Now, I thought, to what extent or in what way was Case Rivers concerned? Surely the man had been in Gately’s office on that fatal day. I had no idea that he had killed the banker,—that was only Zizi’s foolishness,—but he had certainly been there.

It came to me suddenly that if Rivers could be taken again to the Gately offices, the rooms, the associations, might possibly bring back his lost memory, and let him reinstate himself in his real personality. To be sure, this might prove him the murderer, but if so, it would be only the course of justice; and, on the other hand, if it explained his innocent or casual call on Gately that, too, was what the man deserved.

And so I went at once to see Rivers. I found him in his rooms, the ones he had taken while he was to assist Wise in his work, and he greeted me cordially.

“The plot thickens,” he said as I told him of Sadie’s wireless station. “I knew that girl was a sly one. She’s one of the most important people in the big spy web. She’s one of their spyders, who spin a pretty web and attract gullible flies. Amos Gately fell for her charms,—you know, Brice, she is a siren,—and somehow she lured him into the web she so deftly spun. To my mind, Gately was a good, upright citizen, who fell for a woman’s wiles. I’m not sure about this, it may be he was mixed up in spy work before Sadie came on the scene,—but I’m certain she was accessory before, during, or after the fact.”

“Accessory to his murder?” I asked.

“Not necessarily; but strongly accessory to his wrongdoing in the matter of treason. I think she, for a time, worked Gately through Rodman, but, latterly, she grew bolder or found she could do more by personal visits and she came and went by the secret elevator, pretty much as she chose.”

“I hate to have Miss Raynor know this,” I said with a covert glance at Rivers, to see how he took the remark.

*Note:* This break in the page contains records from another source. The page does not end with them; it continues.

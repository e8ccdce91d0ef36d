use std::collections::BTreeMap;

use chrono::NaiveDate;
use serde::Serialize;

// ---------------------------------------------------------------------------
// Input
// ---------------------------------------------------------------------------

/// A loaded table: header row plus string cells. Produced by the IO layer.
#[derive(Debug, Clone, Default, PartialEq, Eq)]
pub struct Table {
    pub headers: Vec<String>,
    pub rows: Vec<Vec<String>>,
}

impl Table {
    pub fn new(headers: Vec<String>, rows: Vec<Vec<String>>) -> Self {
        Self { headers, rows }
    }

    pub fn column_index(&self, name: &str) -> Option<usize> {
        self.headers.iter().position(|h| h.trim() == name)
    }
}

/// Pre-loaded tables: the source plus one table per target, keyed by name.
#[derive(Debug, Clone, Default)]
pub struct MatchInput {
    pub source: Table,
    pub targets: BTreeMap<String, Table>,
}

/// One event description from one source.
#[derive(Debug, Clone, PartialEq, Eq, Serialize)]
pub struct SourceRecord {
    pub source: String,
    /// 1-based data row in the input table (header excluded).
    pub row: usize,
    pub title: String,
    pub state: String,
    pub date: String,
    #[serde(skip_serializing_if = "Option::is_none")]
    pub flag: Option<String>,
    /// Carried columns in configured order.
    pub extra: Vec<(String, String)>,
}

// ---------------------------------------------------------------------------
// Normalization
// ---------------------------------------------------------------------------

/// Canonical two-letter state code, or the explicit sentinel for strings the
/// state table does not know.
#[derive(Debug, Clone, PartialEq, Eq, Hash, PartialOrd, Ord, Serialize)]
#[serde(rename_all = "snake_case")]
pub enum StateCode {
    Code(String),
    Unmapped,
}

impl StateCode {
    pub fn code(&self) -> Option<&str> {
        match self {
            Self::Code(c) => Some(c),
            Self::Unmapped => None,
        }
    }

    pub fn is_unmapped(&self) -> bool {
        matches!(self, Self::Unmapped)
    }
}

impl std::fmt::Display for StateCode {
    fn fmt(&self, f: &mut std::fmt::Formatter<'_>) -> std::fmt::Result {
        match self {
            Self::Code(c) => write!(f, "{c}"),
            Self::Unmapped => write!(f, "unmapped"),
        }
    }
}

#[derive(Debug, Clone, PartialEq, Eq, Serialize)]
pub struct NormalizedRecord {
    pub record: SourceRecord,
    pub title_norm: String,
    pub state_code: StateCode,
    pub date: Option<NaiveDate>,
    pub month: Option<u32>,
    pub year: Option<i32>,
}

// ---------------------------------------------------------------------------
// Matching
// ---------------------------------------------------------------------------

/// Best candidate for one source record against one target pool.
///
/// `best` indexes the target pool. `score` is 0 and `best` is `None` when
/// the candidate set was empty.
#[derive(Debug, Clone, Copy, PartialEq, Eq, Serialize)]
pub struct MatchResult {
    pub best: Option<usize>,
    pub score: u8,
}

impl MatchResult {
    pub const NONE: MatchResult = MatchResult { best: None, score: 0 };
}

#[derive(Debug, Clone, Serialize)]
pub struct TargetMatch {
    pub target: String,
    pub score: u8,
    pub band: String,
    pub candidate_count: usize,
    #[serde(skip_serializing_if = "Option::is_none")]
    pub candidate: Option<NormalizedRecord>,
}

// ---------------------------------------------------------------------------
// Sanction
// ---------------------------------------------------------------------------

#[derive(Debug, Clone, Copy, PartialEq, Eq, Hash, PartialOrd, Ord, Serialize)]
#[serde(rename_all = "snake_case")]
pub enum SanctionReason {
    Both,
    FlagOnly,
    ScoreOnly,
    Neither,
}

impl SanctionReason {
    pub const ALL: [SanctionReason; 4] = [Self::Both, Self::FlagOnly, Self::ScoreOnly, Self::Neither];
}

impl std::fmt::Display for SanctionReason {
    fn fmt(&self, f: &mut std::fmt::Formatter<'_>) -> std::fmt::Result {
        match self {
            Self::Both => write!(f, "both"),
            Self::FlagOnly => write!(f, "flag_only"),
            Self::ScoreOnly => write!(f, "score_only"),
            Self::Neither => write!(f, "neither"),
        }
    }
}

#[derive(Debug, Clone, Copy, PartialEq, Eq, Serialize)]
pub struct SanctionVerdict {
    pub flag: bool,
    /// Score strictly above the threshold.
    pub score_high: bool,
    pub inferred: bool,
    pub discrepancy: bool,
    pub reason: SanctionReason,
}

// ---------------------------------------------------------------------------
// Resolution + Exclusions
// ---------------------------------------------------------------------------

#[derive(Debug, Clone, Serialize)]
pub struct ResolvedRow {
    pub record: NormalizedRecord,
    pub matches: Vec<TargetMatch>,
    /// Raw flag text the verdict was read from. `None` when there is no flag
    /// source, or the flag target produced no candidate.
    pub flag_raw: Option<String>,
    pub verdict: SanctionVerdict,
}

impl ResolvedRow {
    pub fn target_match(&self, target: &str) -> Option<&TargetMatch> {
        self.matches.iter().find(|m| m.target == target)
    }
}

/// Rows of one input table that did not take part in matching.
#[derive(Debug, Clone, Default, PartialEq, Eq, Serialize)]
pub struct Exclusions {
    pub loaded: usize,
    pub missing_fields: usize,
    pub outside_year: usize,
    /// Distinct unmapped state strings with occurrence counts.
    pub unmapped: BTreeMap<String, usize>,
}

impl Exclusions {
    pub fn unmapped_rows(&self) -> usize {
        self.unmapped.values().sum()
    }

    pub fn total(&self) -> usize {
        self.missing_fields + self.outside_year + self.unmapped_rows()
    }
}

// ---------------------------------------------------------------------------
// Summary + Output
// ---------------------------------------------------------------------------

#[derive(Debug, Clone, PartialEq, Eq, Serialize)]
pub struct BandCount {
    pub label: String,
    pub count: usize,
}

#[derive(Debug, Clone, Copy, Default, PartialEq, Eq, Serialize)]
pub struct StateTally {
    pub total: usize,
    pub sanctioned: usize,
    pub not_sanctioned: usize,
}

#[derive(Debug, Clone, Copy, Default, PartialEq, Eq, Serialize)]
pub struct Totals {
    pub rows: usize,
    pub sanctioned: usize,
    pub not_sanctioned: usize,
}

#[derive(Debug, Clone, Copy, Default, PartialEq, Eq, Serialize)]
pub struct DiscrepancyCounts {
    pub agree: usize,
    pub disagree: usize,
}

#[derive(Debug, Clone, PartialEq, Eq, Serialize)]
pub struct Summary {
    /// Band counts per target, in configured target order.
    pub bands: Vec<(String, Vec<BandCount>)>,
    /// Rows per target whose score cleared the threshold.
    pub matched: BTreeMap<String, usize>,
    pub states: BTreeMap<String, StateTally>,
    pub top_states: Vec<(String, StateTally)>,
    pub totals: Totals,
    pub reasons: BTreeMap<SanctionReason, usize>,
    pub discrepancies: DiscrepancyCounts,
    /// Raw flag text → occurrences. Blank flags count as "(blank)".
    pub raw_flags: BTreeMap<String, usize>,
}

#[derive(Debug, Clone, Serialize)]
pub struct RunMeta {
    pub config_name: String,
    pub engine_version: String,
    pub run_at: String,
    pub threshold: u8,
    pub scorer: String,
    pub year_filter: bool,
    pub sanction_target: String,
    pub flag_source: String,
}

#[derive(Debug, Clone, Serialize)]
pub struct RunReport {
    pub meta: RunMeta,
    pub summary: Summary,
    pub exclusions: BTreeMap<String, Exclusions>,
    pub rows: Vec<ResolvedRow>,
}

impl RunReport {
    pub fn to_json_pretty(&self) -> Result<String, crate::ReconError> {
        serde_json::to_string_pretty(self).map_err(|e| crate::ReconError::Serialize(e.to_string()))
    }

    /// Distinct unmapped state strings across every input, prefixed by input name.
    pub fn needs_attention(&self) -> Vec<(String, String, usize)> {
        self.exclusions
            .iter()
            .flat_map(|(source, ex)| {
                ex.unmapped
                    .iter()
                    .map(move |(value, count)| (source.clone(), value.clone(), *count))
            })
            .collect()
    }
}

“So do I,” he said, as frankly as a boy; “I may as well tell you, Brice, that I love that girl. She is, to me, the very crown of womanhood. I have worshiped her from the first moment I saw her. But, understand, I have no hopes,—no aspirations. I shall never offer my hand and heart to any woman while I have no name to offer. And I shall never have a name. If I haven’t yet discovered my own identity I never can. No, I’m no pessimist, and I know that some time some sudden shock might restore my memory all in a minute, yet I can’t bank on such a possibility. I’ve talked this over with Rankin,—he’s the doctor who’s following up my case,—time and again. He says that a sudden and very forcible shock is needed to restore my memory, and that it may come and—it may not. He says it can’t be forced or brought about knowingly,—it will have to be a coincidence,—a happening that will jar the inert cells of my brain—or, something like that,—I don’t remember the scientific terms.”

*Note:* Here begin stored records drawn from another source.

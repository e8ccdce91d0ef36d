//! `racematch-recon`: fuzzy cross-source event reconciliation engine.
//!
//! Pure engine crate: receives pre-loaded tables, returns a run report with
//! per-record best matches, sanctioning verdicts and aggregates.
//! No CLI or IO dependencies.

pub mod aggregate;
pub mod candidates;
pub mod classify;
pub mod config;
pub mod engine;
pub mod error;
pub mod matcher;
pub mod model;
pub mod normalize;
pub mod report;
pub mod states;

pub use config::MatchConfig;
pub use engine::run;
pub use error::ReconError;
pub use matcher::{Scorer, ScorerKind};
pub use model::{MatchInput, RunReport, Table};
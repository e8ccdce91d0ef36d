use std::fmt;

#[derive(Debug)]
pub enum ReconError {
    /// TOML parse / deserialization error.
    ConfigParse(String),
    /// Config validation error (bad bands, threshold out of range, etc.).
    ConfigValidation(String),
    /// A sanction setting references a target that does not exist.
    UnknownTarget(String),
    /// Missing required column in an input table.
    MissingColumn { source: String, column: String },
    /// JSON serialization of a run report failed.
    Serialize(String),
}

impl fmt::Display for ReconError {
    fn fmt(&self, f: &mut fmt::Formatter<'_>) -> fmt::Result {
        match self {
            Self::ConfigParse(msg) => write!(f, "config parse error: {msg}"),
            Self::ConfigValidation(msg) => write!(f, "config validation error: {msg}"),
            Self::UnknownTarget(name) => write!(f, "unknown target: {name}"),
            Self::MissingColumn { source, column } => {
                write!(f, "source '{source}': missing column '{column}'")
            }
            Self::Serialize(msg) => write!(f, "serialization error: {msg}"),
        }
    }
}

impl std::error::Error for ReconError {}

Rivers passed his hand wearily across his forehead.

I was in a quandary. I had gone to see the man with full purpose of luring him to Gately’s office and confronting him with the sketched snowflake on the blotting-pad. Now, since he had confided to me his love for Olive Raynor, I shrank from doing anything that might prove him to be Amos Gately’s murderer. For I was fond of Miss Raynor, in a deeply respectful and unpresumptuous fashion. And I had noticed several things of late that made me feel pretty sure that her friendship for Rivers was true and deep, if indeed it were not something more than friendship. This, to be sure, would argue but a fickle loyalty to the memory of Amory Manning, but as Norah and I agreed, when talking it over, Miss Raynor had never shown any desperate grief at Manning’s disappearance,—at least, not more than the loss of a casual friend might arouse.

But I knew where my duty lay. And so I said, “Rivers, I wish you’d go round to Mr. Gately’s office with me. Don’t you think that if you were there,—and you never have been,—you might chance upon some clew that has escaped the notice of Wise or Hudson or myself?”

“Righto!” he said; “I’ve thought myself I’d like to go there. Not, as you politely suggest, to find overlooked clews, but just as a matter of general interest. I’m out, you know, to find the murderer, and also to trace the vanished Amory Manning.”